►
//! `klyqa-ctl`: CLI entry point wiring config load, logging, the cache
//! helper, and the controller façade together (C11, §6 ambient CLI).
//!
//! External collaborators (cloud sync, onboarding, a full-featured shipped
//! CLI) stay out of scope; this binary only drives the local protocol
//! engine directly.

mod cache;
mod cli;
mod config;

use std::time::Duration;

use clap::Parser;
use klyqa_core::message::QueuedCommand;
use klyqa_core::{Controller, DispatcherConfig, MessageState};
use tracing::info;
use tracing_subscriber::EnvFilter;

#[tokio::main]
async fn main() {
    tracing_subscriber::fmt()
        .with_env_filter(EnvFilter::try_from_default_env().unwrap_or_else(|_| EnvFilter::new("info")))
        .init();

    let cli = cli::Cli::parse();

    let cfg = match config::load(cli.config.as_deref()) {
        Ok(cfg) => cfg,
        Err(e) => {
            eprintln!("FATAL: failed to load config: {e}");
            std::process::exit(1);
        }
    };
    info!(udp_port = cfg.udp_port, tcp_port = cfg.tcp_port, data_dir = %cfg.data_dir.display(), "config loaded");

    let (aes_keys, device_configs) = match cache::load(&cfg.data_dir) {
        Ok(caches) => caches,
        Err(e) => {
            eprintln!("FATAL: failed to load caches: {e}");
            std::process::exit(1);
        }
    };

    let dispatcher_config = DispatcherConfig {
        udp_port: cfg.udp_port,
        tcp_port: cfg.tcp_port,
        bind_interface: cfg.bind_interface.clone(),
        discovery_broadcast: cfg.discovery_broadcast,
        process_timeout: Duration::from_secs(cfg.process_timeout_secs),
    };

    let controller = match Controller::start(dispatcher_config) {
        Ok(controller) => controller,
        Err(e) => {
            eprintln!("FATAL: failed to start controller: {e}");
            std::process::exit(1);
        }
    };
    controller.controller_data().load_caches(aes_keys, device_configs).await;
    info!("controller started");

    run_action(&controller, &cli.command).await;

    controller.shutdown().await;
}

async fn run_action(controller: &Controller, action: &cli::Action) {
    let ttl = Duration::from_secs(action.ttl_secs());
    let Some(command) = action.to_device_command() else {
        controller.discover(ttl).await;
        tokio::time::sleep(ttl).await;
        println!("discovery broadcast sent, known devices: {}", controller.controller_data().device_count().await);
        return;
    };

    let result = controller.send_message(vec![QueuedCommand::new(command)], action.target(), ttl).await;
    match result.state {
        MessageState::Answered => {
            let answer = result.answer_json.map(|v| v.to_string()).unwrap_or_default();
            println!("{} answered: {}", result.target, answer);
        }
        MessageState::Sent => println!("{} acknowledged the command but has not answered yet", result.target),
        MessageState::Unsent => {
            eprintln!("{} was never reached before the TTL of {:?} elapsed", result.target, ttl);
            std::process::exit(1);
        }
    }
}
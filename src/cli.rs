//! Argument parsing for the `klyqa-ctl` binary (§6 ambient CLI surface).
//!
//! Deliberately small: the shipped CLI's full subcommand surface,
//! colorized output, and configuration wizards are out of scope. This
//! just wires commands the façade already exposes.

use std::path::PathBuf;

use clap::{Parser, Subcommand, ValueEnum};
use klyqa_protocol::commands::{Command as DeviceCommand, PowerStatus};

#[derive(Debug, Parser)]
#[command(name = "klyqa-ctl", version, about = "Local protocol controller for klyqa devices")]
pub struct Cli {
    /// Path to a TOML config file. Defaults to ~/.config/klyqa-ctl/config.toml.
    #[arg(long, global = true)]
    pub config: Option<PathBuf>,

    #[command(subcommand)]
    pub command: Action,
}

#[derive(Debug, Subcommand)]
pub enum Action {
    /// Broadcast a discovery ping and wait for the TTL to elapse.
    Discover {
        #[arg(long, default_value_t = 3)]
        ttl_secs: u64,
    },
    /// Send a bare ping to one device.
    Ping {
        unit_id: String,
        #[arg(long, default_value_t = 5)]
        ttl_secs: u64,
    },
    /// Turn a light on or off.
    Power {
        unit_id: String,
        #[arg(value_enum)]
        status: PowerArg,
        #[arg(long, default_value_t = 5)]
        ttl_secs: u64,
    },
    /// Set a light's RGB color.
    Color {
        unit_id: String,
        r: u16,
        g: u16,
        b: u16,
        #[arg(long, default_value_t = 0)]
        transition_ms: u32,
        #[arg(long, default_value_t = 5)]
        ttl_secs: u64,
    },
    /// Set a light's brightness percentage (0-100).
    Brightness {
        unit_id: String,
        percentage: u8,
        #[arg(long, default_value_t = 0)]
        transition_ms: u32,
        #[arg(long, default_value_t = 5)]
        ttl_secs: u64,
    },
}

#[derive(Debug, Clone, Copy, ValueEnum)]
pub enum PowerArg {
    On,
    Off,
}

impl From<PowerArg> for PowerStatus {
    fn from(value: PowerArg) -> Self {
        match value {
            PowerArg::On => PowerStatus::On,
            PowerArg::Off => PowerStatus::Off,
        }
    }
}

impl Action {
    /// Target unit-id for this action, or `"all"` for a fleet-wide discover.
    pub fn target(&self) -> &str {
        match self {
            Action::Discover { .. } => klyqa_core::message::BROADCAST_TARGET,
            Action::Ping { unit_id, .. }
            | Action::Power { unit_id, .. }
            | Action::Color { unit_id, .. }
            | Action::Brightness { unit_id, .. } => unit_id,
        }
    }

    pub fn ttl_secs(&self) -> u64 {
        match self {
            Action::Discover { ttl_secs }
            | Action::Ping { ttl_secs, .. }
            | Action::Power { ttl_secs, .. }
            | Action::Color { ttl_secs, .. }
            | Action::Brightness { ttl_secs, .. } => *ttl_secs,
        }
    }

    /// Render this action to the device command it sends, or `None` for
    /// `Discover`, which goes through `Controller::discover` instead.
    pub fn to_device_command(&self) -> Option<DeviceCommand> {
        match self {
            Action::Discover { .. } => None,
            Action::Ping { .. } => Some(DeviceCommand::Ping),
            Action::Power { status, .. } => Some(DeviceCommand::Power { status: (*status).into() }),
            Action::Color { r, g, b, transition_ms, .. } => Some(DeviceCommand::Color {
                r: *r,
                g: *g,
                b: *b,
                transition_time_ms: *transition_ms,
            }),
            Action::Brightness { percentage, transition_ms, .. } => Some(DeviceCommand::Brightness {
                percentage: *percentage,
                transition_time_ms: *transition_ms,
            }),
        }
    }
}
◄
**WHAT TO WORK ON:** Give again, unchanged, the lines running from the top of the material above through the line that has "mod config;", and nothing more.

**ANSWER BOX:**
//! `klyqa-ctl`: CLI entry point wiring config load, logging, the cache
//! helper, and the controller façade together (C11, §6 ambient CLI).
//!
//! External collaborators (cloud sync, onboarding, a full-featured shipped
//! CLI) stay out of scope; this binary only drives the local protocol
//! engine directly.

mod cache;
mod cli;
mod config;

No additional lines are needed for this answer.